Developed through consultation with industry, the proposed Security Legislation Amendment (Critical Infrastructure Protection) Bill 2022 (SLACIP) includes a raft of additional measures “to mitigate and minimise material risks”, Home Affairs said, and requires critical-infrastructure operators to follow formal critical-infrastructure risk-management programs in line with prescribed guidelines.
“Responsible entities must consider all hazards in their risk management program,” the department advised, noting the range of exposure including cybersecurity and information security, supply chain, physical, natural, and personnel hazards.
The new legislation “really does represent a significant milestone and another important reform to Australia’s critical infrastructure,” said Narelle Devine, who as CISO at Telstra faces the ever-present threat of cybersecurity attacks on the country’s largest telecommunications operator.
With critical infrastructure increasingly dependent on cybersecurity amidst increasing interdependencies, Devine said, “the potential for cascading consequences if we’re interrupted is significant.”
The Australian government’s proposed reforms “seek to make risk management preparedness, prevention and resilience business-as-usual for the owners and operators of critical infrastructure assets,” she said, “and to really improve information exchange between industry and government, to build a more comprehensive understanding of the threats in general.”

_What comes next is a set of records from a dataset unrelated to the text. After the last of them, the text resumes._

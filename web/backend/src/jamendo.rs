use reqwest::Client;
use serde::Deserialize;
use serde_json::Value;
use std::time::Duration;
use thiserror::Error;

pub const DEFAULT_API_BASE: &str = "https://api.jamendo.com/v3.0";

/// Jamendo caps `limit` at 200 per request.
pub const MAX_LIMIT: u32 = 200;

#[derive(Debug, Error)]
pub enum JamendoError {
    #[error("Jamendo client id is not configured")]
    NotConfigured,

    #[error("Jamendo request failed: {0}")]
    Http(#[from] reqwest::Error),

    #[error("Jamendo API error: {0}")]
    Api(String),
}

/// A page of tracks the proxy knows how to ask Jamendo for.
#[derive(Debug, Clone, PartialEq, Eq, Hash)]
pub enum FeedQuery {
    Search { query: String, limit: u32, offset: u32 },
    Tag { tag: String, limit: u32, offset: u32 },
    Popular { limit: u32, offset: u32 },
    Latest { limit: u32, offset: u32 },
    Random { limit: u32, offset: u32 },
}

impl FeedQuery {
    pub fn cache_key(&self) -> String {
        match self {
            FeedQuery::Search { query, limit, offset } => {
                format!("search:{}:{}:{}", query.to_lowercase(), limit, offset)
            }
            FeedQuery::Tag { tag, limit, offset } => {
                format!("tag:{}:{}:{}", tag.to_lowercase(), limit, offset)
            }
            FeedQuery::Popular { limit, offset } => format!("popular:{}:{}", limit, offset),
            FeedQuery::Latest { limit, offset } => format!("latest:{}:{}", limit, offset),
            FeedQuery::Random { limit, offset } => format!("random:{}:{}", limit, offset),
        }
    }

    /// Random pages are drawn fresh on every request.
    pub fn is_cacheable(&self) -> bool {
        !matches!(self, FeedQuery::Random { .. })
    }

    /// Search and tag text goes upstream lowercased, matching the cache key,
    /// so every casing of a query is served the same page.
    fn params(&self) -> Vec<(&'static str, String)> {
        let (mut params, limit, offset) = match self {
            FeedQuery::Search { query, limit, offset } => {
                (vec![("search", query.to_lowercase())], limit, offset)
            }
            FeedQuery::Tag { tag, limit, offset } => {
                (vec![("tags", tag.to_lowercase())], limit, offset)
            }
            FeedQuery::Popular { limit, offset } | FeedQuery::Random { limit, offset } => {
                (vec![("order", "popularity_total".to_string())], limit, offset)
            }
            FeedQuery::Latest { limit, offset } => {
                (vec![("order", "releasedate_desc".to_string())], limit, offset)
            }
        };
        params.push(("limit", limit.to_string()));
        params.push(("offset", offset.to_string()));
        params
    }
}

#[derive(Debug, Deserialize)]
struct JamendoHeaders {
    status: String,
    #[serde(default)]
    error_message: String,
}

#[derive(Clone)]
pub struct JamendoClient {
    client: Client,
    base_url: String,
    client_id: Option<String>,
}

impl JamendoClient {
    pub fn new(client_id: Option<String>, base_url: impl Into<String>) -> Self {
        Self {
            client: Client::new(),
            base_url: base_url.into().trim_end_matches('/').to_string(),
            client_id: client_id.filter(|id| !id.trim().is_empty()),
        }
    }

    pub fn is_configured(&self) -> bool {
        self.client_id.is_some()
    }

    /// Fetch one page of tracks and return the raw response body.
    pub async fn fetch_tracks(&self, query: &FeedQuery) -> Result<Value, JamendoError> {
        let client_id = self.client_id.as_deref().ok_or(JamendoError::NotConfigured)?;

        let mut url = format!(
            "{}/tracks/?client_id={}&format=json&include=musicinfo+stats&audioformat=mp32",
            self.base_url,
            urlencoding::encode(client_id)
        );
        for (name, value) in query.params() {
            url.push('&');
            url.push_str(name);
            url.push('=');
            url.push_str(&urlencoding::encode(&value));
        }

        tracing::debug!(key = %query.cache_key(), "requesting Jamendo tracks");
        let response = self
            .client
            .get(&url)
            .timeout(Duration::from_secs(10))
            .send()
            .await?;

        if !response.status().is_success() {
            return Err(JamendoError::Api(format!("HTTP {}", response.status())));
        }

        let body: Value = response.json().await?;
        check_headers(&body)?;
        Ok(body)
    }
}

/// Jamendo reports failures with HTTP 200 and a non-success `headers.status`.
fn check_headers(body: &Value) -> Result<(), JamendoError> {
    let Some(headers) = body.get("headers") else {
        return Ok(());
    };
    let headers: JamendoHeaders = serde_json::from_value(headers.clone())
        .map_err(|e| JamendoError::Api(format!("malformed response headers: {e}")))?;

    if headers.status == "success" {
        Ok(())
    } else if headers.error_message.is_empty() {
        Err(JamendoError::Api(headers.status))
    } else {
        Err(JamendoError::Api(headers.error_message))
    }
}

#[cfg(test)]
mod tests {
    use super::*;
    use serde_json::json;

    #[test]
    fn cache_keys_normalize_case() {
        let a = FeedQuery::Search { query: "LoFi".into(), limit: 50, offset: 0 };
        let b = FeedQuery::Search { query: "lofi".into(), limit: 50, offset: 0 };
        assert_eq!(a.cache_key(), b.cache_key());
        assert_ne!(
            FeedQuery::Popular { limit: 50, offset: 0 }.cache_key(),
            FeedQuery::Latest { limit: 50, offset: 0 }.cache_key()
        );
    }

    #[test]
    fn upstream_text_matches_the_cache_key() {
        let search = FeedQuery::Search { query: "LoFi".into(), limit: 50, offset: 0 };
        assert_eq!(search.cache_key(), "search:lofi:50:0");
        assert!(search.params().contains(&("search", "lofi".to_string())));

        let tag = FeedQuery::Tag { tag: "Jazz".into(), limit: 20, offset: 40 };
        assert_eq!(tag.cache_key(), "tag:jazz:20:40");
        assert_eq!(
            tag.params(),
            vec![
                ("tags", "jazz".to_string()),
                ("limit", "20".to_string()),
                ("offset", "40".to_string()),
            ]
        );
    }

    #[test]
    fn only_random_skips_cache() {
        assert!(FeedQuery::Popular { limit: 1, offset: 0 }.is_cacheable());
        assert!(!FeedQuery::Random { limit: 1, offset: 0 }.is_cacheable());
    }

    #[test]
    fn headers_with_failure_status_are_errors() {
        let ok = json!({"headers": {"status": "success"}, "results": []});
        assert!(check_headers(&ok).is_ok());

        let failed = json!({"headers": {"status": "failed", "error_message": "Invalid client id"}});
        match check_headers(&failed) {
            Err(JamendoError::Api(message)) => assert_eq!(message, "Invalid client id"),
            other => panic!("unexpected {other:?}"),
        }
    }

    #[tokio::test]
    async fn unconfigured_client_refuses_to_fetch() {
        let client = JamendoClient::new(Some("  ".into()), DEFAULT_API_BASE);
        assert!(!client.is_configured());
        let err = client
            .fetch_tracks(&FeedQuery::Popular { limit: 1, offset: 0 })
            .await
            .unwrap_err();
        assert!(matches!(err, JamendoError::NotConfigured));
    }
}
//! SQLite-backed repository for the catalog, the response cache, favorites
//! and play history.
//!
//! Every public method takes the connection lock once and runs as a single
//! statement or a single transaction.

mod cache;
mod favorites;
mod plays;
mod schema;
mod tracks;

use crate::clock::{Clock, SystemClock};
use crate::error::{CatalogError, Result};
use crate::models::StoreCounts;
use chrono::{DateTime, Utc};
use rusqlite::{Connection, OptionalExtension, params};
use std::path::Path;
use std::sync::{Arc, Mutex, MutexGuard};

pub struct SqliteStore {
    conn: Mutex<Connection>,
    clock: Arc<dyn Clock>,
}

impl SqliteStore {
    /// Open (or create) a database file.
    pub fn open(path: impl AsRef<Path>) -> Result<Self> {
        let path = path.as_ref();
        if let Some(parent) = path.parent().filter(|p| !p.as_os_str().is_empty()) {
            std::fs::create_dir_all(parent)?;
        }
        let conn = Connection::open(path)?;
        tracing::debug!(path = %path.display(), "opened catalog database");
        Self::from_connection(conn, Arc::new(SystemClock))
    }

    pub fn open_in_memory() -> Result<Self> {
        Self::from_connection(Connection::open_in_memory()?, Arc::new(SystemClock))
    }

    /// Open from a `DATABASE_URL` style string: `sqlite://path`,
    /// `sqlite::memory:`, `:memory:` or a bare path.
    pub fn open_url(url: &str) -> Result<Self> {
        match database_path(url) {
            None => Self::open_in_memory(),
            Some(path) => Self::open(path),
        }
    }

    /// Replace the clock used for record timestamps.
    pub fn with_clock(mut self, clock: Arc<dyn Clock>) -> Self {
        self.clock = clock;
        self
    }

    fn from_connection(conn: Connection, clock: Arc<dyn Clock>) -> Result<Self> {
        conn.execute_batch(schema::SCHEMA)?;
        Ok(Self {
            conn: Mutex::new(conn),
            clock,
        })
    }

    fn lock(&self) -> Result<MutexGuard<'_, Connection>> {
        self.conn.lock().map_err(|_| CatalogError::LockPoisoned)
    }

    fn now(&self) -> DateTime<Utc> {
        self.clock.now()
    }

    pub fn counts(&self) -> Result<StoreCounts> {
        let now = to_millis(self.now());
        let conn = self.lock()?;
        let count = |sql: &str| -> Result<usize> {
            let n: i64 = conn.query_row(sql, [], |row| row.get(0))?;
            Ok(n as usize)
        };
        let expired: i64 = conn.query_row(
            "SELECT COUNT(*) FROM jamendo_api_cache WHERE expires_at <= ?1",
            params![now],
            |row| row.get(0),
        )?;

        Ok(StoreCounts {
            tracks: count("SELECT COUNT(*) FROM jamendo_tracks")?,
            favorites: count("SELECT COUNT(*) FROM user_favorite_tracks")?,
            plays: count("SELECT COUNT(*) FROM user_play_history")?,
            cache_entries: count("SELECT COUNT(*) FROM jamendo_api_cache")?,
            expired_cache_entries: expired as usize,
        })
    }
}

/// `None` means an in-memory database.
pub fn database_path(url: &str) -> Option<&str> {
    let trimmed = url.trim();
    let path = trimmed
        .strip_prefix("sqlite://")
        .or_else(|| trimmed.strip_prefix("sqlite:"))
        .unwrap_or(trimmed);
    match path {
        "" | ":memory:" => None,
        path => Some(path),
    }
}

fn ensure_track(conn: &Connection, track_id: i64) -> Result<()> {
    conn.query_row(
        "SELECT 1 FROM jamendo_tracks WHERE id = ?1",
        params![track_id],
        |_| Ok(()),
    )
    .optional()?
    .ok_or(CatalogError::TrackNotFound(track_id))
}

fn is_unique_violation(err: &rusqlite::Error) -> bool {
    matches!(
        err,
        rusqlite::Error::SqliteFailure(e, _) if e.code == rusqlite::ErrorCode::ConstraintViolation
    )
}

pub(crate) fn to_millis(at: DateTime<Utc>) -> i64 {
    at.timestamp_millis()
}

pub(crate) fn from_millis(ms: i64) -> DateTime<Utc> {
    DateTime::from_timestamp_millis(ms).unwrap_or_default()
}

A new cybersecurity climate for Australian critical infrastructure
Whether due to public threats from Conti or surreptitious activity by other nation-state actors, the rapid escalation around Russia’s invasion has dramatically changed the cybersecurity climate facing Australian critical-infrastructure operators.
This change comes at a time when, according to newly released figures from internet of things security firm Claroty, vulnerabilities in the industrial control systems (ICS) used by critical-infrastructure operators continue to surge.
ICS vulnerability disclosures increased by 110% over the last four years and grew by 25% in just the second half of 2021—when 797 ICS vulnerabilities were published—according to the company’s latest “Biannual ICS Risk & Vulnerability Report”.
Of these vulnerabilities, 87% are deemed “low complexity”, meaning that they are easy to exploit and that “an attacker can expect repeatable success every time,” Claroty said, noting that 64% of the ICS compromises don’t require any user interaction.
Framed in the context of surging threats against critical infrastructure, the need to maintain security has pushed industry to “a bit of a tipping point around how we think about [risk] as a country,” noted Chris Smith, head of Telstra consulting arm Telstra Purple, during a recent webinar.
IT professionals “need to shore up networks and have the foundational controls in place to understand what and where our critical data is,” Smith said, noting that customers in and out of the prescribed critical-infrastructure sectors had increasingly been tapping Telstra Purple’s expertise to figure out their changing obligations and the best way to protect against ransomware.
This included defining and understanding the risks particular to each organisation and how to mitigate them; undertaking risk assessments on supply chain partners; and continually revisiting those as the business and cybersecurity climate changes over time.